Marxism: History’s Losing Strategy

IMF has become a must-read. The essays are not always polished, and you will need your blood pressure medications at times, but there is at least some passion there.

And sometimes you get something ripe for fisking. Yetzer Hara has just argued against conservatism from a neo-Marxist point of view. Let’s have a look at his logic.

Liberals have had a steady streak of policy victories for the whole 20th century even in periods where Americans overwhelmingly identified as conservative.

True, but America is a republic that was set up to distrust the Mob. It was run by a Democratic machine (holding at least two of the three areas of power) for most of the last century.

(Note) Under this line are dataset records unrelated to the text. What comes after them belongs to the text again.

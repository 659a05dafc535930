//! Error handling for the debug agent
//!
//! This module defines the crate-level error type and a Result alias. The
//! codec, TLV and probe modules have their own error enums which convert
//! into [`AgentError`].

use crate::codec::StreamError;
use crate::probe::ProbeError;
use crate::tlv::TlvError;
use thiserror::Error;

/// Main error type for debug agent operations
#[derive(Error, Debug)]
pub enum AgentError {
    /// Malformed or truncated firmware bytes
    #[error("Stream error: {0}")]
    Stream(#[from] StreamError),

    /// A TLV record that could not be decoded
    #[error(transparent)]
    Tlv(#[from] TlvError),

    /// Errors reported by the driver channel
    #[error("{0}")]
    Transport(String),

    /// Firmware replies that contradict its own configuration
    #[error("{0}")]
    Firmware(String),

    /// Pipeline data that cannot be turned into a graph
    #[error("Topology inconsistency: {0}")]
    Topology(String),

    /// Errors of the probe subsystem
    #[error(transparent)]
    Probe(#[from] ProbeError),

    /// Errors related to configuration loading/saving
    #[error("Configuration error: {0}")]
    Config(String),

    /// Caller-supplied values out of range
    #[error("Invalid argument: {0}")]
    InvalidArgument(String),

    /// IO errors
    #[error("IO error: {0}")]
    Io(#[from] std::io::Error),

    /// Serialization errors
    #[error("Serialization error: {0}")]
    Serialization(String),

    /// Generic errors with context
    #[error("{context}: {source}")]
    WithContext {
        context: String,
        #[source]
        source: Box<AgentError>,
    },
}

impl AgentError {
    /// Add context to an error
    pub fn with_context(self, context: impl Into<String>) -> Self {
        AgentError::WithContext {
            context: context.into(),
            source: Box::new(self),
        }
    }

    /// The innermost error, past every context layer
    pub fn root_cause(&self) -> &AgentError {
        match self {
            AgentError::WithContext { source, .. } => source.root_cause(),
            other => other,
        }
    }
}

/// Result type alias for debug agent operations
pub type Result<T> = std::result::Result<T, AgentError>;

/// Extension trait for adding context to Results
pub trait ResultExt<T> {
    /// Add context to an error result
    fn context(self, context: impl Into<String>) -> Result<T>;

    /// Add context lazily to an error result
    fn with_context<F>(self, f: F) -> Result<T>
    where
        F: FnOnce() -> String;
}

impl<T, E: Into<AgentError>> ResultExt<T> for std::result::Result<T, E> {
    fn context(self, context: impl Into<String>) -> Result<T> {
        self.map_err(|e| e.into().with_context(context))
    }

    fn with_context<F>(self, f: F) -> Result<T>
    where
        F: FnOnce() -> String,
    {
        self.map_err(|e| e.into().with_context(f()))
    }
}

It is completely unsurprising that the policies promoted were liberal.

So why the heck is this? I can speculate a few reasons:

1. Conservatism is not exciting. Humans are hard wired to like new things…even if their life will be objectively worse, most people can be persuaded to vote for something different just for a change in political scenery.

Sort of true. This cuts both ways. Some people will vote for any populist who promises the earth — from Peron, to the Kingish, to JFK (of those three, Peron was the least corrupt). The weakness demagogues have is delivering on their promises, which requires an understanding of how the world really works. Liberals tend to believe their delusions over reality.

2. In rhetoric, attack is always easier than defense. Consider any policy…it is always easier to argue why something doesn’t work than why something does work. People are never happy with what they have, so it is not difficult to persuade them that “our ideas are better.” Conservatism, being inherently defensive, is not favored by this principle.

Rhetoric is not reality. Political skill is not governance — in fact, the most politically skilled politicians in my live (Muldoon and Clarke in NZ, Nixon and Clinton in the US) worsened the condition of the nation (for any US readers, Muldoon and Clarke virtually bankrupted New Zealand in their last term of office).

3. Conservatism is myopic. Conservatives have one eye on the past and one eye on the present. Radicals of any stripe have both eyes looking towards the future. It is a characteristic of conservatism that the enemy is always moving the battlefield. The legal history of conservatism is one of repeatedly abandoning an old position and retrenching around a new one, then doing it all over once the new position become similarly untenable.

Two words. Margaret Thatcher.

If you are radical enough, you can change the terms of debate. The progressive left are afraid to undo Thatcher’s reforms, even though she is despised by generations who recall her as Prime Minister.

4. Lack of moral courage…this is going to be the hardest for you all to understand. Consider World War II…when we bombed Germany, did we try to separate the “good Germans” from the “bad Germans?” Hell no…we bombed them all. We terror-bombed their population centers and killed hundreds of thousands of innocents. We beat them into submission to win the war. This is the opposite of conservatism. The conservative in his mind places principle over policy. Since he doesn’t believe in any new policy, he places his faith in amorphous values such as “freedom” or “limited government.” Non-conservatism by contrast is unprincipled…their goal is victory and they will go to any extreme to attain it. To achieve policy goals, they are willing to bend or break their principles. The will to accept the consequences of going for what you really want is moral courage.

This is the coldest version of the end justifies the means I have read recently, I disagree with this. Your end or result is a consequence of the means you have.

What Liberals do is beleive their models, and that if they only can get the people to do their actions. This belief led to the deaths of millions — but did not succed.

Conservatives lack moral courage. If you really wanted limited government you would be shooting people…history clearly indicates that conservatism has never withstood the democratic process. Consider every conservative movement that actually did get what they wanted…they went radical and started slitting throats. If the other side is willing to shed blood and you aren’t then you lose…simple as that.

via Conservatism: History’s Losing Strategy.

Again, no. If you review your history, there have been radical conservatives that did slash throats and repress — from the White Terror that followed the French Revolution to the death squads in Argentina.

In the end, violence, power and lies — which are the tools of the left — yield to the the truth. The grand project of the left — to redistribute all resources through the mighty and worshipped hand of the state — has failed in both it’s “hard” form (Marxism-Leninism) and its “soft” form (Social Democracy).

The author is wrong. Marxism is a strategy of failure. Indeed, in New Zealand the Marxists are the new conservatives, and the right is where the radical thought occurs.